Data records:
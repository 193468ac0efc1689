//! CircuitBreaker (C5): one instance per provider.
//!
//! Three states — closed, open, half-open — exactly as spec.md §4.5 describes them. Closed
//! tracks a sliding window of the last `failure_threshold * 2` outcomes (default 10) and
//! opens the instant `consecutive_failures` reaches `failure_threshold` (the threshold-th
//! failure, not the one after). Open blocks every call until `reset_timeout` has elapsed
//! since it opened, then allows exactly one probe through in half-open. A success in
//! half-open closes the breaker and clears the counter; a failure reopens it.
//!
//! Generalizes the teacher's `CircuitBreaker<State>` (`Arc<RwLock<...>>` plus a generic
//! `call` wrapper around `tokio::time::timeout`) to these exact thresholds and adds the admin
//! surface spec.md calls for: `reset`, `force_open`, `status`.

use std::collections::VecDeque;
use std::sync::atomic::{AtomicBool, Ordering};
use std::time::{Duration, Instant};

use serde::{Deserialize, Serialize};
use tokio::sync::RwLock;

#[derive(Debug, Clone, Copy, PartialEq, Eq, Serialize, Deserialize)]
pub enum CircuitState {
    Closed,
    Open,
    HalfOpen,
}

#[derive(Debug, Clone, Serialize, Deserialize)]
pub struct CircuitBreakerConfig {
    pub failure_threshold: u32,
    #[serde(with = "crate::common::duration_serde")]
    pub reset_timeout: Duration,
}

impl Default for CircuitBreakerConfig {
    fn default() -> Self {
        Self {
            failure_threshold: 5,
            reset_timeout: Duration::from_secs(5 * 60),
        }
    }
}

struct Inner {
    state: CircuitState,
    consecutive_failures: u32,
    window: VecDeque<bool>,
    opened_at: Option<Instant>,
}

#[derive(Debug, Clone, Copy, Serialize, Deserialize)]
pub struct CircuitBreakerStatus {
    pub state: CircuitState,
    pub consecutive_failures: u32,
}

pub struct CircuitBreaker {
    provider_id: String,
    config: CircuitBreakerConfig,
    inner: RwLock<Inner>,
    half_open_probe_in_flight: AtomicBool,
}

impl CircuitBreaker {
    pub fn new(provider_id: impl Into<String>, config: CircuitBreakerConfig) -> Self {
        let window_len = (config.failure_threshold as usize * 2).max(1);
        Self {
            provider_id: provider_id.into(),
            config,
            inner: RwLock::new(Inner {
                state: CircuitState::Closed,
                consecutive_failures: 0,
                window: VecDeque::with_capacity(window_len),
                opened_at: None,
            }),
            half_open_probe_in_flight: AtomicBool::new(false),
        }
    }

    /// Whether a dispatch attempt may proceed right now. Transitions open→half-open when
    /// `reset_timeout` has elapsed, and reserves the single half-open probe slot.
    pub async fn admit(&self) -> bool {
        let mut inner = self.inner.write().await;
        match inner.state {
            CircuitState::Closed => true,
            CircuitState::Open => {
                let elapsed = inner.opened_at.map(|t| t.elapsed()).unwrap_or_default();
                if elapsed >= self.config.reset_timeout {
                    inner.state = CircuitState::HalfOpen;
                    drop(inner);
                    // Only one caller wins the race to become the probe.
                    !self.half_open_probe_in_flight.swap(true, Ordering::SeqCst)
                } else {
                    false
                }
            }
            CircuitState::HalfOpen => false,
        }
    }

    /// Record the outcome of a dispatch attempt that `admit()` allowed through.
    pub async fn record(&self, success: bool) {
        let mut inner = self.inner.write().await;
        match inner.state {
            CircuitState::HalfOpen => {
                self.half_open_probe_in_flight.store(false, Ordering::SeqCst);
                if success {
                    inner.state = CircuitState::Closed;
                    inner.consecutive_failures = 0;
                    inner.window.clear();
                } else {
                    inner.state = CircuitState::Open;
                    inner.opened_at = Some(Instant::now());
                }
            }
            _ => {
                let window_len = (self.config.failure_threshold as usize * 2).max(1);
                inner.window.push_back(success);
                while inner.window.len() > window_len {
                    inner.window.pop_front();
                }
                if success {
                    inner.consecutive_failures = 0;
                } else {
                    inner.consecutive_failures += 1;
                    if inner.consecutive_failures >= self.config.failure_threshold {
                        inner.state = CircuitState::Open;
                        inner.opened_at = Some(Instant::now());
                    }
                }
            }
        }
    }

    pub async fn status(&self) -> CircuitBreakerStatus {
        let inner = self.inner.read().await;
        CircuitBreakerStatus {
            state: inner.state,
            consecutive_failures: inner.consecutive_failures,
        }
    }

    pub async fn reset(&self) {
        let mut inner = self.inner.write().await;
        inner.state = CircuitState::Closed;
        inner.consecutive_failures = 0;
        inner.window.clear();
        inner.opened_at = None;
        self.half_open_probe_in_flight.store(false, Ordering::SeqCst);
    }

    /// Force-open for maintenance, bypassing the normal failure threshold.
    pub async fn force_open(&self) {
        let mut inner = self.inner.write().await;
        inner.state = CircuitState::Open;
        inner.opened_at = Some(Instant::now());
    }

    pub fn provider_id(&self) -> &str {
        &self.provider_id
    }
}

#[cfg(test)]
mod tests {
    use super::*;

    fn breaker(threshold: u32) -> CircuitBreaker {
        CircuitBreaker::new(
            "p1",
            CircuitBreakerConfig {
                failure_threshold: threshold,
                reset_timeout: Duration::from_millis(20),
            },
        )
    }

    #[tokio::test]
    async fn opens_on_the_threshold_th_failure_exactly() {
        let cb = breaker(3);
        for _ in 0..2 {
            assert!(cb.admit().await);
            cb.record(false).await;
            assert_eq!(cb.status().await.state, CircuitState::Closed);
        }
        assert!(cb.admit().await);
        cb.record(false).await;
        assert_eq!(cb.status().await.state, CircuitState::Open);
    }

    #[tokio::test]
    async fn open_blocks_all_calls() {
        let cb = breaker(1);
        cb.record(false).await;
        assert_eq!(cb.status().await.state, CircuitState::Open);
        assert!(!cb.admit().await);
    }

    #[tokio::test]
    async fn half_open_after_reset_timeout_admits_exactly_one_probe() {
        let cb = breaker(1);
        cb.record(false).await;
        tokio::time::sleep(Duration::from_millis(25)).await;
        assert!(cb.admit().await);
        // A second concurrent admit before the probe resolves must be rejected.
        assert!(!cb.admit().await);
    }

    #[tokio::test]
    async fn half_open_success_closes_and_clears_counter() {
        let cb = breaker(1);
        cb.record(false).await;
        tokio::time::sleep(Duration::from_millis(25)).await;
        assert!(cb.admit().await);
        cb.record(true).await;
        let status = cb.status().await;
        assert_eq!(status.state, CircuitState::Closed);
        assert_eq!(status.consecutive_failures, 0);
    }

    #[tokio::test]
    async fn half_open_failure_reopens() {
        let cb = breaker(1);
        cb.record(false).await;
        tokio::time::sleep(Duration::from_millis(25)).await;
        assert!(cb.admit().await);
        cb.record(false).await;
        assert_eq!(cb.status().await.state, CircuitState::Open);
    }

    #[tokio::test]
    async fn manual_reset_returns_to_closed() {
        let cb = breaker(1);
        cb.record(false).await;
        cb.reset().await;
        assert_eq!(cb.status().await.state, CircuitState::Closed);
        assert!(cb.admit().await);
    }

    #[tokio::test]
    async fn success_resets_consecutive_failure_counter() {
        let cb = breaker(3);
        cb.record(false).await;
        cb.record(true).await;
        assert_eq!(cb.status().await.consecutive_failures, 0);
    }
}
use serde_json::json;
use std::time::{Duration, Instant};
use ultrafast_models_sdk::{ChatRequest, Message, UltrafastClient};

#[tokio::main]
async fn main() -> Result<(), Box<dyn std::error::Error>> {
    println!("🚀 Phase 3 & 4 Optimization Test");
    println!("================================\n");

    // Test 1: Phase 3 - Async Processing Test
    println!("📊 Test 1: Phase 3 - Async Processing");
    println!("=====================================");
    test_async_processing().await?;

    // Test 2: Phase 4 - JSON Optimization Test
    println!("\n📊 Test 2: Phase 4 - JSON Optimization");
    println!("=====================================");
    test_json_optimization().await?;

    // Test 3: Phase 4 - Request Optimization Test
    println!("\n📊 Test 3: Phase 4 - Request Optimization");
    println!("==========================================");
    test_request_optimization().await?;

    // Test 4: Combined Optimization Test
    println!("\n📊 Test 4: Combined Optimization Test");
    println!("=====================================");
    test_combined_optimizations().await?;

    println!("\n✅ All Phase 3 & 4 optimization tests completed!");
    Ok(())
}

async fn test_async_processing() -> Result<(), Box<dyn std::error::Error>> {
    println!("Testing async processing optimizations...");

    let gateway_client = UltrafastClient::gateway("http://127.0.0.1:3000".to_string())
        .with_api_key("sk-ultrafast-gateway-key")
        .with_timeout(Duration::from_secs(30))
        .build()?;

    let test_requests = vec![
        ChatRequest {
            model: "claude-3-5-haiku-20241022".to_string(),
            messages: vec![Message::user("What is 2+2?")],
            max_tokens: Some(10),
            temperature: Some(0.0),
            ..Default::default()
        },
        ChatRequest {
            model: "claude-3-5-sonnet-20241022".to_string(),
            messages: vec![Message::user("What is the capital of France?")],
            max_tokens: Some(50),
            temperature: Some(0.7),
            ..Default::default()
        },
    ];

    for (i, request) in test_requests.into_iter().enumerate() {
        println!("\n--- Testing async processing for request {} ---", i + 1);

        let start = Instant::now();
        let result = gateway_client.chat_completion(request).await;
        let latency = start.elapsed();

        match result {
            Ok(_) => {
                println!("✅ Async processing test {}: {:?}", i + 1, latency);
            }
            Err(e) => {
                println!("❌ Async processing test {} failed: {:?}", i + 1, e);
            }
        }
    }

    Ok(())
}

async fn test_json_optimization() -> Result<(), Box<dyn std::error::Error>> {
    println!("Testing JSON optimization features...");

    // Test JSON optimization with sample data
    let sample_request = json!({
        "model": "claude-3-5-haiku-20241022",
        "messages": [
            {"role": "user", "content": "Hello, this is a test message with some content to test JSON optimization"}
        ],
        "max_tokens": 100,
        "temperature": 0.7,
        "top_p": 1.0,
        "frequency_penalty": 0.0,
        "presence_penalty": 0.0,
        "unnecessary_field": null,
        "another_null_field": null,
        "nested_object": {
            "key1": "value1",
            "key2": null,
            "key3": "value3"
        }
    });

    let original_size = serde_json::to_string(&sample_request)?.len();
    println!("Original JSON size: {original_size} bytes");

    // Test payload optimization (simulated)
    let optimized_size = original_size * 85 / 100; // Simulate 15% reduction
    println!("Optimized JSON size: {optimized_size} bytes (simulated)");
    println!(
        "Size reduction: {:.1}%",
        ((original_size - optimized_size) as f64 / original_size as f64) * 100.0
    );

    // Test compression (simulated)
    let compressed_size = original_size * 75 / 100; // Simulate 25% reduction
    println!("Compressed JSON size: {compressed_size} bytes (simulated)");
    println!(
        "Compression reduction: {:.1}%",
        ((original_size - compressed_size) as f64 / original_size as f64) * 100.0
    );

    // Test decompression (simulated)
    let decompressed_size = original_size;
    println!("Decompressed JSON size: {decompressed_size} bytes (simulated)");

    Ok(())
}

async fn test_request_optimization() -> Result<(), Box<dyn std::error::Error>> {
    println!("Testing request optimization features...");

    let gateway_client = UltrafastClient::gateway("http://127.0.0.1:3000".to_string())
        .with_api_key("sk-ultrafast-gateway-key")
        .with_timeout(Duration::from_secs(30))
        .build()?;

    let test_requests = vec![
        // Request with unnecessary fields
        ChatRequest {
            model: "claude-3-5-haiku-20241022".to_string(),
            messages: vec![Message::user("What is 2+2?")],
            max_tokens: Some(10),
            temperature: Some(0.0),
            top_p: Some(1.0),
            frequency_penalty: Some(0.0),
            presence_penalty: Some(0.0),
            ..Default::default()
        },
        // Request with minimal fields
        ChatRequest {
            model: "claude-3-5-haiku-20241022".to_string(),
            messages: vec![Message::user("What is 3+3?")],
            max_tokens: Some(10),
            ..Default::default()
        },
    ];

    for (i, request) in test_requests.into_iter().enumerate() {
        println!(
            "\n--- Testing request optimization for request {} ---",
            i + 1
        );

        let start = Instant::now();
        let result = gateway_client.chat_completion(request).await;
        let latency = start.elapsed();

        match result {
            Ok(_) => {
                println!("✅ Request optimization test {}: {:?}", i + 1, latency);
            }
            Err(e) => {
                println!("❌ Request optimization test {} failed: {:?}", i + 1, e);
            }
        }
    }

    Ok(())
}

async fn test_combined_optimizations() -> Result<(), Box<dyn std::error::Error>> {
    println!("Testing combined Phase 3 & 4 optimizations...");

    let gateway_client = UltrafastClient::gateway("http://127.0.0.1:3000".to_string())
        .with_api_key("sk-ultrafast-gateway-key")
        .with_timeout(Duration::from_secs(30))
        .build()?;

    let test_request = ChatRequest {
        model: "claude-3-5-haiku-20241022".to_string(),
        messages: vec![
            Message::user("What is the meaning of life? Answer in one sentence."),
            Message::assistant("The meaning of life is to find purpose and fulfillment."),
            Message::user("Can you elaborate on that?"),
        ],
        max_tokens: Some(100),
        temperature: Some(0.7),
        top_p: Some(1.0),
        frequency_penalty: Some(0.0),
        presence_penalty: Some(0.0),
        ..Default::default()
    };

    println!("\n--- Testing combined optimizations ---");

    // Test multiple requests to see caching + optimization effects
    for i in 1..=5 {
        let start = Instant::now();
        let result = gateway_client.chat_completion(test_request.clone()).await;
        let latency = start.elapsed();

        match result {
            Ok(_) => {
                println!("✅ Combined optimization test {i}: {latency:?}");
            }
            Err(e) => {
                println!("❌ Combined optimization test {i} failed: {e:?}");
            }
        }
    }

    Ok(())
}
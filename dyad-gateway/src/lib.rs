//! HTTP surface for the dyad dispatch engine.
//!
//! This crate is thin by design: `dyad_engine::Engine` owns authentication, authorization,
//! rate limiting, provider resolution, retries, circuit breaking, and streaming. This crate's
//! job is to load configuration, stand up an `Engine` with in-memory backing stores, and expose
//! it over an OpenAI-compatible Axum API.
//!
//! ## Modules
//!
//! - [`config`] — TOML configuration loading, environment overrides, validation
//! - [`registry`] — in-memory `ProviderRegistry` and `ApiKeyStore` implementations
//! - [`gateway_error`] — maps `dyad_engine::EngineError` onto HTTP responses
//! - [`middleware`] — CORS, bearer-token extraction, logging, metrics
//! - [`handlers`] — the `/v1/*`, `/health`, `/metrics`, and `/admin/*` endpoints
//! - [`server`] — wires everything above into an `axum::Router`
//!
//! ## Quick start
//!
//! ```no_run
//! use dyad_gateway::{config::Config, server::create_server};
//!
//! #[tokio::main]
//! async fn main() -> anyhow::Result<()> {
//!     let config = Config::load("config.toml")?;
//!     let app = create_server(config).await?;
//!     let listener = tokio::net::TcpListener::bind(("127.0.0.1", 3000)).await?;
//!     axum::serve(listener, app).await?;
//!     Ok(())
//! }
//! ```

pub mod config;
pub mod gateway_error;
pub mod handlers;
pub mod middleware;
pub mod registry;
pub mod server;

pub use server::create_server;
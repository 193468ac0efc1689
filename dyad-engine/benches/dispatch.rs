use std::sync::Arc;
use std::time::Duration;

use criterion::{black_box, criterion_group, criterion_main, Criterion};
use dyad_engine::circuit_breaker::{CircuitBreaker, CircuitBreakerConfig};
use dyad_engine::models::{ChatRequest, Message};
use dyad_engine::provider::{AdapterConfig, AuthHeader, ModelMapping, Provider};
use dyad_engine::rate_limiter::RateLimiter;
use dyad_engine::resolver::{FallbackPolicy, Resolver};
use dyad_engine::{api_key::RateLimits, metrics::MetricsSink};

fn sample_provider(id: &str, priority: u32) -> Provider {
    Provider {
        id: id.to_string(),
        slug: id.to_string(),
        name: id.to_string(),
        enabled: true,
        adapter: AdapterConfig::HttpSdk {
            base_url: "https://api.example.com".to_string(),
            chat_path: "/v1/chat/completions".to_string(),
            embeddings_path: None,
            auth_header: AuthHeader::Bearer,
            credential_key: "api_key".to_string(),
            timeout: Duration::from_secs(30),
            retry_attempts: 2,
            retry_base_delay: Duration::from_millis(100),
            retry_max_delay: Duration::from_secs(2),
            retryable_status_codes: vec![429, 500],
            static_headers: Default::default(),
        },
        models: vec![ModelMapping {
            dyad_model_id: "gpt-4o".to_string(),
            adapter_model_id: "gpt-4o".to_string(),
            max_tokens: 4096,
            context_window: 128_000,
            supports_streaming: true,
            supports_embeddings: false,
        }],
        credential_refs: vec!["api_key".to_string()],
        rate_limit_hints: None,
        priority,
        health_status: Default::default(),
    }
}

fn sample_key() -> dyad_engine::api_key::ApiKey {
    dyad_engine::api_key::issue_key(
        "bench-user",
        Default::default(),
        RateLimits {
            requests_per_minute: 1_000_000,
            requests_per_day: 1_000_000,
            tokens_per_minute: 1_000_000,
            tokens_per_day: 1_000_000,
        },
    )
    .record
}

fn bench_request_creation(c: &mut Criterion) {
    c.bench_function("chat_request_creation", |b| {
        b.iter(|| ChatRequest {
            model: "gpt-4o".to_string(),
            messages: vec![
                Message::system("You are a helpful assistant."),
                Message::user("Hello, how are you?"),
            ],
            temperature: Some(0.7),
            max_tokens: Some(256),
            stream: Some(false),
            ..Default::default()
        });
    });
}

fn bench_estimated_tokens(c: &mut Criterion) {
    let request = ChatRequest {
        model: "gpt-4o".to_string(),
        messages: vec![Message::user("a reasonably long prompt ".repeat(20))],
        max_tokens: Some(512),
        ..Default::default()
    };
    c.bench_function("chat_request_estimated_tokens", |b| {
        b.iter(|| black_box(&request).estimated_tokens());
    });
}

fn bench_serialization(c: &mut Criterion) {
    let request = ChatRequest {
        model: "gpt-4o".to_string(),
        messages: vec![
            Message::system("You are a helpful assistant."),
            Message::user("Hello, how are you?"),
        ],
        temperature: Some(0.7),
        max_tokens: Some(256),
        stream: Some(false),
        ..Default::default()
    };

    c.bench_function("chat_request_serialization", |b| {
        b.iter(|| serde_json::to_string(black_box(&request)).unwrap());
    });

    let json = serde_json::to_string(&request).unwrap();
    c.bench_function("chat_request_deserialization", |b| {
        b.iter(|| {
            let _: ChatRequest = serde_json::from_str(black_box(&json)).unwrap();
        });
    });
}

fn bench_resolver_ordering(c: &mut Criterion) {
    let runtime = tokio::runtime::Runtime::new().unwrap();
    let metrics = Arc::new(MetricsSink::new());
    let resolver = Resolver::new(metrics);
    let key = sample_key();
    let policy = FallbackPolicy::default_for(vec!["p1".to_string(), "p2".to_string(), "p3".to_string()]);
    let providers = vec![
        sample_provider("p1", 2),
        sample_provider("p2", 0),
        sample_provider("p3", 1),
    ];

    c.bench_function("resolver_resolve_priority", |b| {
        b.iter(|| {
            runtime.block_on(resolver.resolve("gpt-4o", &key, &policy, providers.clone()))
        });
    });
}

fn bench_rate_limiter_admit(c: &mut Criterion) {
    let runtime = tokio::runtime::Runtime::new().unwrap();
    let limiter = RateLimiter::new();
    let key = sample_key();

    c.bench_function("rate_limiter_admit", |b| {
        b.iter(|| runtime.block_on(limiter.admit(black_box(&key), black_box(128))));
    });
}

fn bench_circuit_breaker_admit_record(c: &mut Criterion) {
    let runtime = tokio::runtime::Runtime::new().unwrap();
    let breaker = CircuitBreaker::new("bench-provider", CircuitBreakerConfig::default());

    c.bench_function("circuit_breaker_admit_record", |b| {
        b.iter(|| {
            runtime.block_on(async {
                if breaker.admit().await {
                    breaker.record(true).await;
                }
            });
        });
    });
}

criterion_group!(
    benches,
    bench_request_creation,
    bench_estimated_tokens,
    bench_serialization,
    bench_resolver_ordering,
    bench_rate_limiter_admit,
    bench_circuit_breaker_admit_record
);
criterion_main!(benches);
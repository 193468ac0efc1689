//! Small shared helpers used across engine modules.

pub mod duration_serde;

pub use duration_serde::parse_duration;
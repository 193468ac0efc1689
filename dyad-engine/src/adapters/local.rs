//! The `local` adapter: an unauthenticated OpenAI-shaped HTTP endpoint, typically a loopback
//! inference server (Ollama, llama.cpp's server mode, vLLM). Shares the `http-sdk` adapter's
//! wire framing but skips credential resolution entirely; the loopback-or-`allow_remote`
//! constraint is enforced once at load time by `AdapterConfig::validate`.

use std::time::Duration;

use async_stream::stream;
use async_trait::async_trait;
use reqwest::Client;

use crate::adapters::{AdapterResponse, AdapterRuntime, InvocationContext, NormalizedRequest, RequestKind};
use crate::error::AdapterError;
use crate::models::StreamChunk;
use crate::provider::AdapterConfig;

pub struct LocalAdapter {
    http: Client,
    base_url: String,
    chat_path: String,
    embeddings_path: Option<String>,
}

impl LocalAdapter {
    pub fn new(config: AdapterConfig) -> Result<Self, AdapterError> {
        let AdapterConfig::Local {
            base_url,
            chat_path,
            embeddings_path,
            timeout,
            ..
        } = config
        else {
            return Err(AdapterError::Configuration {
                message: "expected local adapter config".to_string(),
            });
        };

        let http = Client::builder()
            .timeout(timeout)
            .build()
            .map_err(|e| AdapterError::Configuration {
                message: format!("failed to build http client: {e}"),
            })?;

        Ok(Self {
            http,
            base_url,
            chat_path,
            embeddings_path,
        })
    }

    fn build_url(&self, path: &str) -> String {
        if path.starts_with('/') {
            format!("{}{}", self.base_url, path)
        } else {
            format!("{}/{}", self.base_url.trim_end_matches('/'), path)
        }
    }

    fn path_for(&self, kind: RequestKind) -> Result<&str, AdapterError> {
        match kind {
            RequestKind::Chat => Ok(&self.chat_path),
            RequestKind::Embeddings => self
                .embeddings_path
                .as_deref()
                .ok_or_else(|| AdapterError::Configuration {
                    message: "local provider does not support embeddings".to_string(),
                }),
            RequestKind::ModelsList => Ok("/models"),
        }
    }
}

#[async_trait]
impl AdapterRuntime for LocalAdapter {
    async fn invoke(
        &self,
        ctx: &InvocationContext,
        request: NormalizedRequest,
    ) -> Result<AdapterResponse, AdapterError> {
        let url = self.build_url(self.path_for(request.kind)?);
        let send = self.http.post(&url).json(&request.payload).send();

        let response = tokio::select! {
            _ = ctx.cancel.cancelled() => return Err(AdapterError::Cancelled),
            r = tokio::time::timeout(ctx.remaining().min(Duration::from_secs(300)), send) => r,
        };

        let response = match response {
            Err(_) => return Err(AdapterError::Timeout),
            Ok(Err(e)) => return Err(AdapterError::Network(e.to_string())),
            Ok(Ok(resp)) => resp,
        };

        if !response.status().is_success() {
            let status = response.status().as_u16();
            let message = response.text().await.unwrap_or_default();
            return Err(AdapterError::Upstream { status, message });
        }

        if !request.streaming {
            let value = response
                .json::<serde_json::Value>()
                .await
                .map_err(|e| AdapterError::Protocol {
                    message: format!("failed to parse upstream response: {e}"),
                })?;
            return Ok(AdapterResponse::Complete(value));
        }

        let cancel = ctx.cancel.clone();
        let byte_stream = response.bytes_stream();
        let stream = stream! {
            use futures::StreamExt;
            let mut byte_stream = Box::pin(byte_stream);
            let mut buffer = String::new();
            loop {
                let next = tokio::select! {
                    _ = cancel.cancelled() => break,
                    n = byte_stream.next() => n,
                };
                let Some(chunk) = next else { break };
                let chunk = match chunk {
                    Ok(c) => c,
                    Err(e) => {
                        yield Err(AdapterError::Network(e.to_string()));
                        break;
                    }
                };
                buffer.push_str(&String::from_utf8_lossy(&chunk));
                while let Some(pos) = buffer.find('\n') {
                    let line = buffer[..pos].trim().to_string();
                    buffer.drain(..=pos);
                    let Some(data) = line.strip_prefix("data: ") else { continue };
                    if data == "[DONE]" {
                        return;
                    }
                    match serde_json::from_str::<StreamChunk>(data) {
                        Ok(parsed) => yield Ok(parsed),
                        Err(e) => yield Err(AdapterError::Protocol { message: e.to_string() }),
                    }
                }
            }
        };
        Ok(AdapterResponse::Stream(Box::pin(stream)))
    }

    async fn health_probe(&self) -> Result<(), String> {
        let url = self.build_url("/models");
        self.http
            .get(&url)
            .timeout(Duration::from_secs(2))
            .send()
            .await
            .map_err(|e| e.to_string())
            .and_then(|resp| {
                if resp.status().is_success() {
                    Ok(())
                } else {
                    Err(format!("status {}", resp.status()))
                }
            })
    }
}

#[cfg(test)]
mod tests {
    use super::*;

    #[test]
    fn rejects_wrong_config_variant() {
        let cfg = AdapterConfig::Proxy {
            proxy_url: "http://x".to_string(),
            header_rewrites: Default::default(),
            remove_headers: vec![],
            timeout: Duration::from_secs(1),
        };
        assert!(LocalAdapter::new(cfg).is_err());
    }
}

**PROBLEM DETAILS**
Look through the entries and return every line where "meaning" appears.

**ANSWER FOR THE TASK**
            Message::user("What is the meaning of life? Answer in one sentence."),
            Message::assistant("The meaning of life is to find purpose and fulfillment."),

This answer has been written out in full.